Emotional Behavior in Couples with bvFTD:

Implications for Caregiver Relationship Satisfaction and Psychological Well-being

by

Anna Sapozhnikova

Doctor of Philosophy in Psychology

University of California, Berkeley

Professor Robert W. Levenson, Chair

Emotions are an important part of marital life. Prior research indicates that patients with behavioral variant frontotemporal dementia (bvFTD) experience significant impairments in socioemotional functioning, including emotional blunting, inappropriate behavior and decreased empathy (Neary et al., 1998). These changes in patients often strain marriages and can lead to a decline in marital satisfaction and increase the risk of depression in the healthy spouse (Ascher et al., 2010, Braun et al., 2010). However, few studies have explored the emotional dynamics of couples living with bvFTD in a systematic way (Braun et al., 2009). The aim of this study was to extend our understanding of the emotional dynamics of couples where one spouse has bvFTD as well as to understand the association between emotional behavior during the marital interaction and the caregiving spouse’s relationship satisfaction and psychological well-being, looking specifically at depression.

This study examined emotional behavior and emotional reciprocity of couples where one spouse is diagnosed with either bvFTD (N=30) or Alzheimer’s disease (N=30) in the context of a 10-minute naturalistic marital interaction in comparison to healthy controls (N=29). Emotional behavior was coded using the Specific Affect Coding System (SPAFF), which consists of five positive emotional behavior codes, ten negative emotional behavior codes, and a neutral code. Emotional reciprocity between spouses was established using the Allison and Liker (1982) statistic. The study also examined the relationship between positive and negative emotional behavior as well as escalating and de-escalating patterns of emotional reciprocity and the caregiving spouse’s self-reported marital satisfaction and levels of depression.

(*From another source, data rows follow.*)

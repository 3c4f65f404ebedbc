use std::path::Path;

use chrono::NaiveDate;
use rusqlite::types::Value;
use rusqlite::{params_from_iter, Connection, Row};

use crate::io::parcels::normalize_name;
use crate::store::csv_store::{csv_header, read_records, scene_csv_files};
use crate::store::record::PastureStatRecord;
use crate::types::{RangesatError, RangesatResult, Satellite};

const SCHEMA: &str = "
CREATE TABLE IF NOT EXISTS pasture_stats (
    product_id TEXT NOT NULL,
    key TEXT NOT NULL,
    pasture TEXT NOT NULL,
    ranch TEXT NOT NULL,
    model TEXT NOT NULL,
    total_px INTEGER NOT NULL,
    snow_px INTEGER NOT NULL,
    water_px INTEGER NOT NULL,
    aerosol_px INTEGER NOT NULL,
    valid_px INTEGER NOT NULL,
    coverage REAL NOT NULL,
    area_ha REAL NOT NULL,
    biomass_mean_gpm REAL,
    biomass_sd_gpm REAL,
    biomass_ci90_gpm REAL,
    biomass_10pct_gpm REAL,
    biomass_75pct_gpm REAL,
    biomass_90pct_gpm REAL,
    biomass_total_kg REAL,
    summer_vi_mean_gpm REAL,
    fall_vi_mean_gpm REAL,
    fraction_summer REAL,
    ndvi_mean REAL,
    ndvi_sd REAL,
    ndvi_10pct REAL,
    ndvi_75pct REAL,
    ndvi_90pct REAL,
    ndvi_ci90 REAL,
    nbr_mean REAL,
    nbr_sd REAL,
    nbr_10pct REAL,
    nbr_75pct REAL,
    nbr_90pct REAL,
    nbr_ci90 REAL,
    nbr2_mean REAL,
    nbr2_sd REAL,
    nbr2_10pct REAL,
    nbr2_75pct REAL,
    nbr2_90pct REAL,
    nbr2_ci90 REAL,
    satellite INTEGER NOT NULL,
    acquisition_date TEXT NOT NULL,
    wrs_path INTEGER NOT NULL,
    wrs_row INTEGER NOT NULL,
    bounds TEXT NOT NULL,
    wgs_bounds TEXT,
    valid_pastures_cnt INTEGER NOT NULL,
    UNIQUE (product_id, key, model)
);
CREATE INDEX IF NOT EXISTS pasture_stats_ranch ON pasture_stats (ranch, pasture);
CREATE INDEX IF NOT EXISTS pasture_stats_date ON pasture_stats (acquisition_date);
";

const DATE_FORMAT: &str = "%Y-%m-%d";

/// Row filter for [`ResultStore::query`]. Every set field must match.
#[derive(Debug, Clone, Default)]
pub struct StatsFilter {
    /// Case-insensitive, `_` matches a space
    pub ranch: Option<String>,
    /// Case-insensitive, `_` matches a space
    pub pasture: Option<String>,
    pub acquisition_date: Option<NaiveDate>,
    /// Inclusive `(first, last)` acquisition dates
    pub date_range: Option<(NaiveDate, NaiveDate)>,
    pub year: Option<i32>,
    pub model: Option<String>,
    pub product_id: Option<String>,
}

impl StatsFilter {
    pub fn ranch(mut self, ranch: &str) -> Self {
        self.ranch = Some(ranch.to_string());
        self
    }

    pub fn pasture(mut self, pasture: &str) -> Self {
        self.pasture = Some(pasture.to_string());
        self
    }

    pub fn year(mut self, year: i32) -> Self {
        self.year = Some(year);
        self
    }

    pub fn model(mut self, model: &str) -> Self {
        self.model = Some(model.to_string());
        self
    }

    fn where_clause(&self) -> (String, Vec<Value>) {
        let mut clauses = Vec::new();
        let mut values = Vec::new();

        if let Some(ranch) = &self.ranch {
            clauses.push("lower(replace(ranch, '_', ' ')) = ?");
            values.push(Value::Text(normalize_name(ranch)));
        }
        if let Some(pasture) = &self.pasture {
            clauses.push("lower(replace(pasture, '_', ' ')) = ?");
            values.push(Value::Text(normalize_name(pasture)));
        }
        if let Some(date) = self.acquisition_date {
            clauses.push("acquisition_date = ?");
            values.push(Value::Text(date.format(DATE_FORMAT).to_string()));
        }
        if let Some((first, last)) = self.date_range {
            clauses.push("acquisition_date BETWEEN ? AND ?");
            values.push(Value::Text(first.format(DATE_FORMAT).to_string()));
            values.push(Value::Text(last.format(DATE_FORMAT).to_string()));
        }
        if let Some(year) = self.year {
            clauses.push("substr(acquisition_date, 1, 4) = ?");
            values.push(Value::Text(format!("{:04}", year)));
        }
        if let Some(model) = &self.model {
            clauses.push("model = ?");
            values.push(Value::Text(model.clone()));
        }
        if let Some(product_id) = &self.product_id {
            clauses.push("product_id = ?");
            values.push(Value::Text(product_id.clone()));
        }

        if clauses.is_empty() {
            (String::new(), values)
        } else {
            (format!(" WHERE {}", clauses.join(" AND ")), values)
        }
    }
}

/// Embedded relational store of pasture statistics
pub struct ResultStore {
    conn: Connection,
}

impl ResultStore {
    pub fn open<P: AsRef<Path>>(path: P) -> RangesatResult<Self> {
        if let Some(parent) = path.as_ref().parent() {
            std::fs::create_dir_all(parent)?;
        }
        let conn = Connection::open(path.as_ref())?;
        let store = Self { conn };
        store.init_schema()?;
        log::debug!("Opened result store {}", path.as_ref().display());
        Ok(store)
    }

    pub fn in_memory() -> RangesatResult<Self> {
        let conn = Connection::open_in_memory()?;
        let store = Self { conn };
        store.init_schema()?;
        Ok(store)
    }

    fn init_schema(&self) -> RangesatResult<()> {
        self.conn.execute_batch(SCHEMA)?;
        Ok(())
    }

    /// Insert records in one transaction. A row with the same
    /// (product_id, key, model) replaces the stored one.
    pub fn insert_records(&mut self, records: &[PastureStatRecord]) -> RangesatResult<usize> {
        let columns = csv_header();
        let sql = format!(
            "INSERT OR REPLACE INTO pasture_stats ({}) VALUES ({})",
            columns.join(", "),
            vec!["?"; columns.len()].join(", ")
        );
        let tx = self.conn.transaction()?;
        {
            let mut stmt = tx.prepare(&sql)?;
            for record in records {
                stmt.execute(params_from_iter(record_values(record)))?;
            }
        }
        tx.commit()?;
        Ok(records.len())
    }

    /// Merge every per-scene CSV in `dir`; returns the number of rows ingested
    pub fn ingest_csv_dir(&mut self, dir: &Path) -> RangesatResult<usize> {
        let files = scene_csv_files(dir)?;
        let mut total = 0;
        for file in &files {
            let records = read_records(file)?;
            total += self.insert_records(&records)?;
        }
        log::info!("Ingested {} rows from {} scene files in {}", total, files.len(), dir.display());
        Ok(total)
    }

    /// Matching rows ordered by acquisition date, ranch, pasture and model
    pub fn query(&self, filter: &StatsFilter) -> RangesatResult<Vec<PastureStatRecord>> {
        let (where_clause, values) = filter.where_clause();
        let sql = format!(
            "SELECT {} FROM pasture_stats{} ORDER BY acquisition_date, ranch, pasture, model",
            csv_header().join(", "),
            where_clause
        );
        let mut stmt = self.conn.prepare(&sql)?;
        let rows = stmt.query_map(params_from_iter(values), record_from_row)?;
        let mut records = Vec::new();
        for row in rows {
            records.push(row?);
        }
        Ok(records)
    }

    pub fn count(&self) -> RangesatResult<usize> {
        let n: i64 = self
            .conn
            .query_row("SELECT COUNT(*) FROM pasture_stats", [], |row| row.get(0))?;
        Ok(n as usize)
    }

    /// Distinct product ids, ascending
    pub fn product_ids(&self) -> RangesatResult<Vec<String>> {
        let mut stmt = self
            .conn
            .prepare("SELECT DISTINCT product_id FROM pasture_stats ORDER BY product_id")?;
        let ids = stmt.query_map([], |row| row.get(0))?;
        let mut out = Vec::new();
        for id in ids {
            out.push(id?);
        }
        Ok(out)
    }
}

fn real(v: Option<f64>) -> Value {
    v.map_or(Value::Null, Value::Real)
}

fn record_values(r: &PastureStatRecord) -> Vec<Value> {
    vec![
        Value::Text(r.product_id.clone()),
        Value::Text(r.key.clone()),
        Value::Text(r.pasture.clone()),
        Value::Text(r.ranch.clone()),
        Value::Text(r.model.clone()),
        Value::Integer(r.total_px as i64),
        Value::Integer(r.snow_px as i64),
        Value::Integer(r.water_px as i64),
        Value::Integer(r.aerosol_px as i64),
        Value::Integer(r.valid_px as i64),
        Value::Real(r.coverage),
        Value::Real(r.area_ha),
        real(r.biomass_mean_gpm),
        real(r.biomass_sd_gpm),
        real(r.biomass_ci90_gpm),
        real(r.biomass_10pct_gpm),
        real(r.biomass_75pct_gpm),
        real(r.biomass_90pct_gpm),
        real(r.biomass_total_kg),
        real(r.summer_vi_mean_gpm),
        real(r.fall_vi_mean_gpm),
        real(r.fraction_summer),
        real(r.ndvi_mean),
        real(r.ndvi_sd),
        real(r.ndvi_10pct),
        real(r.ndvi_75pct),
        real(r.ndvi_90pct),
        real(r.ndvi_ci90),
        real(r.nbr_mean),
        real(r.nbr_sd),
        real(r.nbr_10pct),
        real(r.nbr_75pct),
        real(r.nbr_90pct),
        real(r.nbr_ci90),
        real(r.nbr2_mean),
        real(r.nbr2_sd),
        real(r.nbr2_10pct),
        real(r.nbr2_75pct),
        real(r.nbr2_90pct),
        real(r.nbr2_ci90),
        Value::Integer(r.satellite.generation() as i64),
        Value::Text(r.acquisition_date.format(DATE_FORMAT).to_string()),
        Value::Integer(r.wrs_path as i64),
        Value::Integer(r.wrs_row as i64),
        Value::Text(r.bounds.clone()),
        r.wgs_bounds.clone().map_or(Value::Null, Value::Text),
        Value::Integer(r.valid_pastures_cnt as i64),
    ]
}

fn conversion_error(column: usize, err: RangesatError) -> rusqlite::Error {
    rusqlite::Error::FromSqlConversionFailure(column, rusqlite::types::Type::Text, Box::new(err))
}

fn unsigned(row: &Row<'_>, column: usize) -> rusqlite::Result<u64> {
    let v: i64 = row.get(column)?;
    Ok(v.max(0) as u64)
}

fn record_from_row(row: &Row<'_>) -> rusqlite::Result<PastureStatRecord> {
    let generation: u8 = row.get(40)?;
    let satellite = Satellite::from_generation(generation).map_err(|e| conversion_error(40, e))?;
    let date: String = row.get(41)?;
    let acquisition_date = NaiveDate::parse_from_str(&date, DATE_FORMAT).map_err(|e| {
        conversion_error(41, RangesatError::Processing(format!("bad acquisition date '{}': {}", date, e)))
    })?;

    Ok(PastureStatRecord {
        product_id: row.get(0)?,
        key: row.get(1)?,
        pasture: row.get(2)?,
        ranch: row.get(3)?,
        model: row.get(4)?,
        total_px: unsigned(row, 5)?,
        snow_px: unsigned(row, 6)?,
        water_px: unsigned(row, 7)?,
        aerosol_px: unsigned(row, 8)?,
        valid_px: unsigned(row, 9)?,
        coverage: row.get(10)?,
        area_ha: row.get(11)?,
        biomass_mean_gpm: row.get(12)?,
        biomass_sd_gpm: row.get(13)?,
        biomass_ci90_gpm: row.get(14)?,
        biomass_10pct_gpm: row.get(15)?,
        biomass_75pct_gpm: row.get(16)?,
        biomass_90pct_gpm: row.get(17)?,
        biomass_total_kg: row.get(18)?,
        summer_vi_mean_gpm: row.get(19)?,
        fall_vi_mean_gpm: row.get(20)?,
        fraction_summer: row.get(21)?,
        ndvi_mean: row.get(22)?,
        ndvi_sd: row.get(23)?,
        ndvi_10pct: row.get(24)?,
        ndvi_75pct: row.get(25)?,
        ndvi_90pct: row.get(26)?,
        ndvi_ci90: row.get(27)?,
        nbr_mean: row.get(28)?,
        nbr_sd: row.get(29)?,
        nbr_10pct: row.get(30)?,
        nbr_75pct: row.get(31)?,
        nbr_90pct: row.get(32)?,
        nbr_ci90: row.get(33)?,
        nbr2_mean: row.get(34)?,
        nbr2_sd: row.get(35)?,
        nbr2_10pct: row.get(36)?,
        nbr2_75pct: row.get(37)?,
        nbr2_90pct: row.get(38)?,
        nbr2_ci90: row.get(39)?,
        satellite,
        acquisition_date,
        wrs_path: row.get(42)?,
        wrs_row: row.get(43)?,
        bounds: row.get(44)?,
        wgs_bounds: row.get(45)?,
        valid_pastures_cnt: unsigned(row, 46)?,
    })
}

#[cfg(test)]
mod tests {
    use super::*;
    use crate::store::csv_store::write_scene_records;
    use crate::store::record::fixtures::record;

    fn populated() -> ResultStore {
        let mut store = ResultStore::in_memory().unwrap();
        store
            .insert_records(&[
                record("Ranch A", "North", "herb", (2015, 5, 10), Some(100.0)),
                record("Ranch A", "South Field", "herb", (2015, 5, 10), None),
                record("Ranch A", "North", "herb", (2016, 7, 1), Some(150.0)),
                record("Ranch B", "East", "herb", (2016, 7, 1), Some(80.0)),
                record("Ranch B", "East", "shrub", (2016, 7, 1), Some(60.0)),
            ])
            .unwrap();
        store
    }

    #[test]
    fn test_round_trip_preserves_nulls() {
        let store = populated();
        let rows = store.query(&StatsFilter::default().pasture("South Field")).unwrap();
        assert_eq!(rows.len(), 1);
        assert_eq!(rows[0], record("Ranch A", "South Field", "herb", (2015, 5, 10), None));
    }

    #[test]
    fn test_filter_by_ranch_and_pasture_is_case_and_underscore_insensitive() {
        let store = populated();
        let rows = store
            .query(&StatsFilter::default().ranch("ranch_a").pasture("SOUTH_FIELD"))
            .unwrap();
        assert_eq!(rows.len(), 1);

        let rows = store.query(&StatsFilter::default().ranch("Ranch_B")).unwrap();
        assert_eq!(rows.len(), 2);
    }

    #[test]
    fn test_filter_by_date_year_and_model() {
        let store = populated();
        let filter = StatsFilter {
            acquisition_date: NaiveDate::from_ymd_opt(2015, 5, 10),
            ..Default::default()
        };
        assert_eq!(store.query(&filter).unwrap().len(), 2);
        assert_eq!(store.query(&StatsFilter::default().year(2016)).unwrap().len(), 3);
        assert_eq!(
            store
                .query(&StatsFilter::default().year(2016).model("shrub"))
                .unwrap()
                .len(),
            1
        );

        let range = StatsFilter {
            date_range: Some((
                NaiveDate::from_ymd_opt(2015, 1, 1).unwrap(),
                NaiveDate::from_ymd_opt(2015, 12, 31).unwrap(),
            )),
            ..Default::default()
        };
        assert_eq!(store.query(&range).unwrap().len(), 2);
    }

    #[test]
    fn test_reinsert_replaces_rows() {
        let mut store = populated();
        assert_eq!(store.count().unwrap(), 5);
        store
            .insert_records(&[record("Ranch A", "North", "herb", (2015, 5, 10), Some(999.0))])
            .unwrap();
        assert_eq!(store.count().unwrap(), 5);
        let rows = store
            .query(&StatsFilter::default().pasture("North").year(2015))
            .unwrap();
        assert_eq!(rows[0].biomass_mean_gpm, Some(999.0));
    }

    #[test]
    fn test_ingest_csv_dir_and_file_store() {
        let dir = tempfile::tempdir().unwrap();
        let a = record("Ranch A", "North", "herb", (2015, 5, 10), Some(100.0));
        let b = record("Ranch A", "North", "herb", (2016, 7, 1), Some(150.0));
        write_scene_records(dir.path(), &a.product_id, &[a.clone()]).unwrap();
        write_scene_records(dir.path(), &b.product_id, &[b.clone()]).unwrap();

        let db = dir.path().join("sqlite3.db");
        {
            let mut store = ResultStore::open(&db).unwrap();
            assert_eq!(store.ingest_csv_dir(dir.path()).unwrap(), 2);
        }
        let store = ResultStore::open(&db).unwrap();
        assert_eq!(store.product_ids().unwrap(), vec![a.product_id.clone(), b.product_id.clone()]);
        assert_eq!(store.query(&StatsFilter::default()).unwrap(), vec![a, b]);
    }
}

The current findings reveal a loss of humor and reciprocity of positive emotion and an exacerbation in negative emotion (e.g., criticism, sadness) and conflict escalation in couples with bvFTD during a marital interaction. Furthermore, low positive emotion, high negative emotion and conflict escalation are associated with low marital satisfaction and high negative emotion is related to increased levels of depression in the spousal caregiver.